What needs to be done: Of the entries that follow, how many lines hold the string "StorageError"? Write the number and nothing more.

Listed records:
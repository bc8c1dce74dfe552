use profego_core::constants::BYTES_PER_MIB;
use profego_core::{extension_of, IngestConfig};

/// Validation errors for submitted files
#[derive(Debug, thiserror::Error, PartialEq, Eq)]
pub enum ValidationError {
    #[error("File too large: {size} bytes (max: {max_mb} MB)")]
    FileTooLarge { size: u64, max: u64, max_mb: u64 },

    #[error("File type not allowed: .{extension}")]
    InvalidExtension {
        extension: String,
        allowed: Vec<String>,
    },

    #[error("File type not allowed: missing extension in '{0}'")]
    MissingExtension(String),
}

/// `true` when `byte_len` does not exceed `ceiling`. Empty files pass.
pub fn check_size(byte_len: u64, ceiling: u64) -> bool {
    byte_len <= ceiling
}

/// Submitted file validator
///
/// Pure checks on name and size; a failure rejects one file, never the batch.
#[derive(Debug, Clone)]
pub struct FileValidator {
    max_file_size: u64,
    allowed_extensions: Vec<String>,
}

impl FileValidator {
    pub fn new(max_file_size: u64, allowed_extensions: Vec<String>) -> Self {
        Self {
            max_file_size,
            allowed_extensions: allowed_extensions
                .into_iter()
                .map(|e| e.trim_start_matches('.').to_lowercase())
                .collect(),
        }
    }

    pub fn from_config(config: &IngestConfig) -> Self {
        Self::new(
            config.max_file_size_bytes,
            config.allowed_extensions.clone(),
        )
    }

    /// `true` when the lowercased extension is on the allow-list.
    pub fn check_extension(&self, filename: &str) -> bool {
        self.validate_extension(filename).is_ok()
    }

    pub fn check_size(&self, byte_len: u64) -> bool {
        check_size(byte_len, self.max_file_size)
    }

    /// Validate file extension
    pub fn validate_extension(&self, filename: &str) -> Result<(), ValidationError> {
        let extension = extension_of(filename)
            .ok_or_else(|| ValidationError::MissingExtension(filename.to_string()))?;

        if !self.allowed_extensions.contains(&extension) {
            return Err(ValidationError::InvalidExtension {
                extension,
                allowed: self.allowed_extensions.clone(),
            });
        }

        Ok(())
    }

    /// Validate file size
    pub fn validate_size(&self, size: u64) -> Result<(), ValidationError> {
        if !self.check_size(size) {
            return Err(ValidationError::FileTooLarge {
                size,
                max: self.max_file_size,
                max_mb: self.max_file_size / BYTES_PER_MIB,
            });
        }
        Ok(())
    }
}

==

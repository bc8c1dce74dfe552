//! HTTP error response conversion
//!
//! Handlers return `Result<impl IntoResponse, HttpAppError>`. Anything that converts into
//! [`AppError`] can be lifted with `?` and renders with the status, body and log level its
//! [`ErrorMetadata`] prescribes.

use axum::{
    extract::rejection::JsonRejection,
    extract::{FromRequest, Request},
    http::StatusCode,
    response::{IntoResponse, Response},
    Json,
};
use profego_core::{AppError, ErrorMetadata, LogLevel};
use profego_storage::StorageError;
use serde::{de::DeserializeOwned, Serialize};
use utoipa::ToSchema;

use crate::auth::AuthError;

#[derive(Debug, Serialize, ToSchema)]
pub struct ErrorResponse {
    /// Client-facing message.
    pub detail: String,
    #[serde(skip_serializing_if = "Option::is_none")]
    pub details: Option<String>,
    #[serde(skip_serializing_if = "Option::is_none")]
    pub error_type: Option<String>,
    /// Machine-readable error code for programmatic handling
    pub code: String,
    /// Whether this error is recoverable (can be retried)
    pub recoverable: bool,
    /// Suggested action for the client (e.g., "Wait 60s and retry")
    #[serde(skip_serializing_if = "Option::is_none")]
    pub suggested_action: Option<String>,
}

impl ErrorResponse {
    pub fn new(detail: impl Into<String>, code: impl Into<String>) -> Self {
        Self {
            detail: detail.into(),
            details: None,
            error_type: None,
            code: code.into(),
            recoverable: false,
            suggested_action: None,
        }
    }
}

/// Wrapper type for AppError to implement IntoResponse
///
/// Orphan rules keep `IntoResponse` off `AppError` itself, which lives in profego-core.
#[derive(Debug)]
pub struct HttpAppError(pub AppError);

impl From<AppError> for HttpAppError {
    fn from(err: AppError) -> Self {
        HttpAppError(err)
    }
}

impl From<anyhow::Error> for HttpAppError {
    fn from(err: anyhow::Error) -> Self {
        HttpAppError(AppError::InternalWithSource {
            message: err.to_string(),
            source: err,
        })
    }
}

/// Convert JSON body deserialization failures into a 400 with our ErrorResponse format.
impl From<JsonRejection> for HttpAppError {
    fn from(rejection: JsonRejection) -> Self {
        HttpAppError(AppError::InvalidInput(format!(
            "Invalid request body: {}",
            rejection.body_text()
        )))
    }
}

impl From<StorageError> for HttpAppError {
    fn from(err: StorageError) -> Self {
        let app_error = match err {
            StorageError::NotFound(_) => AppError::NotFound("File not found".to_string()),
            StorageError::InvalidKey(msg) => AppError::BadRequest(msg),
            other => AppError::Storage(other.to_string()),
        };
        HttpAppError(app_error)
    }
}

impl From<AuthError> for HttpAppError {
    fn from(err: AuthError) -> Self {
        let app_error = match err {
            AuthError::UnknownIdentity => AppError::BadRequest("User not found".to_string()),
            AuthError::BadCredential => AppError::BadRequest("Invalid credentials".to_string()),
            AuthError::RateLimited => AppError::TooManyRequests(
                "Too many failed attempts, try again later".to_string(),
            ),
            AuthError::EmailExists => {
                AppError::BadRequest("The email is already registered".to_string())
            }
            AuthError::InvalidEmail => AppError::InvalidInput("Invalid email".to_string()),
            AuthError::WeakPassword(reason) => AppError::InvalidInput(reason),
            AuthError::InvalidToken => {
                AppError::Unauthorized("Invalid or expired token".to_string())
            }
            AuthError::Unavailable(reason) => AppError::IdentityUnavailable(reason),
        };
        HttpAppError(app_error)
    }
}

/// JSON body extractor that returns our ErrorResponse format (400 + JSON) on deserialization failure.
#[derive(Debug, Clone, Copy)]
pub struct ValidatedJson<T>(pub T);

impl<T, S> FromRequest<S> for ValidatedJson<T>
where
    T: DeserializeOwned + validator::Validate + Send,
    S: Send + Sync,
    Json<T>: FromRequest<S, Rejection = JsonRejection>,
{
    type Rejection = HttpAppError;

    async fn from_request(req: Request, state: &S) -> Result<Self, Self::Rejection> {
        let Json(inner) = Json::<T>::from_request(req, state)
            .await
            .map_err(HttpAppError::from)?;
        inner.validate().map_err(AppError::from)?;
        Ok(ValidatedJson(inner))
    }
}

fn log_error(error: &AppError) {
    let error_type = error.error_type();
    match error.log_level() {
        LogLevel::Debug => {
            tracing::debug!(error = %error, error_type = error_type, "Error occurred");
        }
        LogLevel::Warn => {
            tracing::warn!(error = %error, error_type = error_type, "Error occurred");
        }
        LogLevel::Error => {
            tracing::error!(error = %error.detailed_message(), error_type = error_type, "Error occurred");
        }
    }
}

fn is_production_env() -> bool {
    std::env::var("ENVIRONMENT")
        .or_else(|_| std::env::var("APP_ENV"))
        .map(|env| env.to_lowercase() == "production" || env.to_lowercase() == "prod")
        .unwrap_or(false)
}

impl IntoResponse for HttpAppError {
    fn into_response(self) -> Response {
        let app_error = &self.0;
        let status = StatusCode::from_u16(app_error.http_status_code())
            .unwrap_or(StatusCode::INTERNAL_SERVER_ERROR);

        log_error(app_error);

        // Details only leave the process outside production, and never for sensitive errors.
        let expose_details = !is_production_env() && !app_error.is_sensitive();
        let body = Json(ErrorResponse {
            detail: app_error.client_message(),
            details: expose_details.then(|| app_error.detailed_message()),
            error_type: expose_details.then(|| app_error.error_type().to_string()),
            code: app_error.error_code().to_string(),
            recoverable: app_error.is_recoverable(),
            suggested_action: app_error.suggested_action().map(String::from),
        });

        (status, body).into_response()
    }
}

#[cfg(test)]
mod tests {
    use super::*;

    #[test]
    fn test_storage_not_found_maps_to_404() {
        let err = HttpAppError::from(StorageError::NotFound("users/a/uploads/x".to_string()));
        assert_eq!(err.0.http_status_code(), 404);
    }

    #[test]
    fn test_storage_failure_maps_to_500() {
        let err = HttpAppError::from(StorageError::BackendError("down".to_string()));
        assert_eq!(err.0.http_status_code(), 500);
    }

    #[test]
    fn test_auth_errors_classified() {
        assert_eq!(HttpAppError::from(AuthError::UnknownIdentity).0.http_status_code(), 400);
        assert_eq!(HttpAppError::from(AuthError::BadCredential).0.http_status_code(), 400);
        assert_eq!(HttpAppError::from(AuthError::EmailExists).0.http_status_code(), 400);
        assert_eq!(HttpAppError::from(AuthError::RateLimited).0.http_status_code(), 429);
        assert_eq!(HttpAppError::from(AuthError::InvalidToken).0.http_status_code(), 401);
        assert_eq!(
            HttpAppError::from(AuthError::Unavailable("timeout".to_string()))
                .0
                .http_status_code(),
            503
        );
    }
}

--

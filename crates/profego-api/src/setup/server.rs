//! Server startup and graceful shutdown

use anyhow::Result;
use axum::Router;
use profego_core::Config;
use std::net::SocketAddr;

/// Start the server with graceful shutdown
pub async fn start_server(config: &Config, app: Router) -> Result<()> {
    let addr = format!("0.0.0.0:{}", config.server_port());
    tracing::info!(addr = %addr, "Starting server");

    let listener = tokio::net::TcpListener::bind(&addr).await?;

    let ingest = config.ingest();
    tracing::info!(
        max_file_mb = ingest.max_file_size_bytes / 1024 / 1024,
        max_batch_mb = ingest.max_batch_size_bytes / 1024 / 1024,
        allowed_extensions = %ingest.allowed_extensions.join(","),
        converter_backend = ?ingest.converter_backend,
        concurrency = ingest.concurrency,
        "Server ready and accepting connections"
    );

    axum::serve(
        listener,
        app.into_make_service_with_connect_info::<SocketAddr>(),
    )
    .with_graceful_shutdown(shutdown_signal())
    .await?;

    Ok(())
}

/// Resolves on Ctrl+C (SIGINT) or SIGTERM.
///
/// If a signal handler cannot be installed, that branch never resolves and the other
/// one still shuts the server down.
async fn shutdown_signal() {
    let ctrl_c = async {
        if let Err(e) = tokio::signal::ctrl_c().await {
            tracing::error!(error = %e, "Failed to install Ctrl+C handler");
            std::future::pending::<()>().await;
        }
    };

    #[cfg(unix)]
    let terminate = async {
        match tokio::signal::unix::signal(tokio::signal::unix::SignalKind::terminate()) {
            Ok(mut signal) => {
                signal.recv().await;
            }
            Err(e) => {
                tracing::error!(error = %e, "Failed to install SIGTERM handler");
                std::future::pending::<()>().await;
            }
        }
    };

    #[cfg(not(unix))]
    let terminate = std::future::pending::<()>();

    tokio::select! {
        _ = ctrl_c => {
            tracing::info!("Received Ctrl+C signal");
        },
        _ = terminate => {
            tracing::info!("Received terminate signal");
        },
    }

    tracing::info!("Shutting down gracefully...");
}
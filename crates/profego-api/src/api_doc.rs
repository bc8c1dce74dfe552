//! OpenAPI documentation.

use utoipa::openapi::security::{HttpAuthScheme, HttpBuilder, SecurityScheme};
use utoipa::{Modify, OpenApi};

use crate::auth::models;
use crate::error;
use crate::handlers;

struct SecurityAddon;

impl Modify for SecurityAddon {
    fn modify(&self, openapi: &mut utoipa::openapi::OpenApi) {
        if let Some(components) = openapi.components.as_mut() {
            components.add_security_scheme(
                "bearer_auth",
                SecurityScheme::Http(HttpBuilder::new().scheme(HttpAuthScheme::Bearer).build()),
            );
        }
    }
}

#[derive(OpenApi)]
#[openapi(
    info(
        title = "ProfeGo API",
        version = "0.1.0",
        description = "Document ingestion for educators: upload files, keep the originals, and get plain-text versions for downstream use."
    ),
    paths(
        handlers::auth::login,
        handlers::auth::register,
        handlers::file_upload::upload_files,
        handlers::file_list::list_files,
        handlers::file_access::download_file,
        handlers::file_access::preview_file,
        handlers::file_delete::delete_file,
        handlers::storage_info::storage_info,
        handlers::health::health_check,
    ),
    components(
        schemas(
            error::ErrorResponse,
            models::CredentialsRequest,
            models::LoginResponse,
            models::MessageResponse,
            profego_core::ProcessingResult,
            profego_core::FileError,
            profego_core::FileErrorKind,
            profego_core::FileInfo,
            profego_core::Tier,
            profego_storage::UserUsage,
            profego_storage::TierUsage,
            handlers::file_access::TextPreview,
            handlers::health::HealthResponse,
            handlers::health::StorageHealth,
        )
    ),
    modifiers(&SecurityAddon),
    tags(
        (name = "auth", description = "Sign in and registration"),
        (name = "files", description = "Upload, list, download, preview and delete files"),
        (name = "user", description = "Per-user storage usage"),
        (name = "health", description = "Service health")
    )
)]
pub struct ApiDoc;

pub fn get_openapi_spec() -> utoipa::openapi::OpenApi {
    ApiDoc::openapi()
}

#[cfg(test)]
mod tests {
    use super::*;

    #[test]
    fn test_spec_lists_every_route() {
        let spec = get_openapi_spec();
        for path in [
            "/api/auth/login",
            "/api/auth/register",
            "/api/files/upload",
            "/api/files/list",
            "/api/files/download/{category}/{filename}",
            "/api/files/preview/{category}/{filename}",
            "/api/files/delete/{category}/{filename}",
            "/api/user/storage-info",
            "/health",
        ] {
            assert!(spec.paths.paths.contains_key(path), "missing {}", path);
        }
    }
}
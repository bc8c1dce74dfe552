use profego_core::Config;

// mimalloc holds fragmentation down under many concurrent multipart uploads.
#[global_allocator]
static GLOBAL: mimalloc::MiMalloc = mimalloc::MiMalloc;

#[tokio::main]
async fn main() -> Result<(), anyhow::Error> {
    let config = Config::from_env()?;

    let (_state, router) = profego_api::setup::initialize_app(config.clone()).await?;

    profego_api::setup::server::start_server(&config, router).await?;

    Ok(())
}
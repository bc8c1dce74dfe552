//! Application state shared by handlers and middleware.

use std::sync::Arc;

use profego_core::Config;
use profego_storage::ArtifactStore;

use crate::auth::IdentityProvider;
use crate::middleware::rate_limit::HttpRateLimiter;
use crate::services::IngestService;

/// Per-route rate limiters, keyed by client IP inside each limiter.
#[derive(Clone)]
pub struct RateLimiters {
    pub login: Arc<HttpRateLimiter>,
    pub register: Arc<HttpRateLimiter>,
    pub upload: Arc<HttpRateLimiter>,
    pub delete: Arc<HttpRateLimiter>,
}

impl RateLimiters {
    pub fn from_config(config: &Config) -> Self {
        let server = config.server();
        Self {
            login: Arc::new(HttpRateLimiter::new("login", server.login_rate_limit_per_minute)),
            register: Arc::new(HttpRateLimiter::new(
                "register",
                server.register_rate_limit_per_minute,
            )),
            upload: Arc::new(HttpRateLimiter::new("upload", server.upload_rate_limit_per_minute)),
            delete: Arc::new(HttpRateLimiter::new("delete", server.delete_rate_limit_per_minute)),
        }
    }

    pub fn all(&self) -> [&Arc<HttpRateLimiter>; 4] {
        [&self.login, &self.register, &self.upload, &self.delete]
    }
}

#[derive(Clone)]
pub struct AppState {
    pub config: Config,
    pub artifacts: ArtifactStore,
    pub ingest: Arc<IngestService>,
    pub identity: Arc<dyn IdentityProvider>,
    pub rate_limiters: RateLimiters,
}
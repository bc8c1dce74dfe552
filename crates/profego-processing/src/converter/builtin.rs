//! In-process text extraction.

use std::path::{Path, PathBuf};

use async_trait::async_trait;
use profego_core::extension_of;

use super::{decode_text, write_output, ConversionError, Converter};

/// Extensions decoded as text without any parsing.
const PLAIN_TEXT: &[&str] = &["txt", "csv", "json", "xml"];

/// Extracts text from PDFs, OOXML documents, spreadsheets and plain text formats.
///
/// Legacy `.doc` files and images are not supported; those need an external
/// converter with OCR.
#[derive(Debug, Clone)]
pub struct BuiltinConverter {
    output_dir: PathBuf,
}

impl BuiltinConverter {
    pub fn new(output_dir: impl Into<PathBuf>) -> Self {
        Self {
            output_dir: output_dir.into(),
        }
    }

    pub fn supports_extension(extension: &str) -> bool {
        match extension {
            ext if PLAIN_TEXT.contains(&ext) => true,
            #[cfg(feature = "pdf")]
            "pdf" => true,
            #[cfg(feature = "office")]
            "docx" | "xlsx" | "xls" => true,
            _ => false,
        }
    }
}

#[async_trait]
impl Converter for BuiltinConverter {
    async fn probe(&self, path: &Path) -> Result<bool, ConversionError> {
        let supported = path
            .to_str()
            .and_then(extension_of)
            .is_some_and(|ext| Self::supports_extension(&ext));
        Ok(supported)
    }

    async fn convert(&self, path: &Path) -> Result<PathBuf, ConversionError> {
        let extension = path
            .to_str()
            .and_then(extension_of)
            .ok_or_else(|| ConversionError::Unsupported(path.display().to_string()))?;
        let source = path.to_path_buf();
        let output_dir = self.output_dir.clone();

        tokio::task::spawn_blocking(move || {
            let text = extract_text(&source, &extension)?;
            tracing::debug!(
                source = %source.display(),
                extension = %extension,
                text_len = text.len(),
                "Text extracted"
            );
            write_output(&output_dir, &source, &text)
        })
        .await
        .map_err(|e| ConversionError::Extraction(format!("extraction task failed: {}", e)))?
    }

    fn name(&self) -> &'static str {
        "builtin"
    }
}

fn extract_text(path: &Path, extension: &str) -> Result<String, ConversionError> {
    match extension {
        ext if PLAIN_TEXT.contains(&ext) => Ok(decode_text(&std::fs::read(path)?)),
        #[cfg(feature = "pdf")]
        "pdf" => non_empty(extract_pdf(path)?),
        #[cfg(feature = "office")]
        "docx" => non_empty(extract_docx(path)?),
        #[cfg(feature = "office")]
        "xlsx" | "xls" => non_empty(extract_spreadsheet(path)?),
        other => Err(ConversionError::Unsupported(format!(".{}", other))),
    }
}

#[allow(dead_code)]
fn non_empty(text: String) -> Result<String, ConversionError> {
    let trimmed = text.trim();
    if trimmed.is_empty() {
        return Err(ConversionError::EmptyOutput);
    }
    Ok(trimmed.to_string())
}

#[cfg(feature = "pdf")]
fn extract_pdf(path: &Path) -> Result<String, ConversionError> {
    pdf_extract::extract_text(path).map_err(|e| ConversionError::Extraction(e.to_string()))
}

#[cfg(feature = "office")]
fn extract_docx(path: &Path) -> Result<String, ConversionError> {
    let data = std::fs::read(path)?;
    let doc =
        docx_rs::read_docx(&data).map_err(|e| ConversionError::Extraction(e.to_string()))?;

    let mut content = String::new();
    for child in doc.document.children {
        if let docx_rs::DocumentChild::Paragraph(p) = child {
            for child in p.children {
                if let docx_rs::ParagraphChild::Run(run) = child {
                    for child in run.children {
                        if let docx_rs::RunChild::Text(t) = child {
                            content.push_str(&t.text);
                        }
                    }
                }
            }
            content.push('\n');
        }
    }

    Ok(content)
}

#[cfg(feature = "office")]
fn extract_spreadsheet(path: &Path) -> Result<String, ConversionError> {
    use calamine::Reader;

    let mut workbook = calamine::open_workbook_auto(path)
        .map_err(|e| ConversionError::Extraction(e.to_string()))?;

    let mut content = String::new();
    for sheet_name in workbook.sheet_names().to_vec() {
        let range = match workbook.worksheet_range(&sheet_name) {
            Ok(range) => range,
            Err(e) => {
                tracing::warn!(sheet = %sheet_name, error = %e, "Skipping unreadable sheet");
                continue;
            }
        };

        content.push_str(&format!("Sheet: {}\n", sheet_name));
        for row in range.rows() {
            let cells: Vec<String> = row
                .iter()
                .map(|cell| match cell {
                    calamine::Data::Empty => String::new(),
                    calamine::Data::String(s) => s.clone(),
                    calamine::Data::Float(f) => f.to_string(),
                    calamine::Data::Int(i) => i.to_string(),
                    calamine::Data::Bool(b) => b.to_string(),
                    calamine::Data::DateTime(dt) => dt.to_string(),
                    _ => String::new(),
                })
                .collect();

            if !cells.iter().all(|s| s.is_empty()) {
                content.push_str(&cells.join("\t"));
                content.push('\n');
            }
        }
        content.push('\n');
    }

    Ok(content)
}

Solution for this task: 7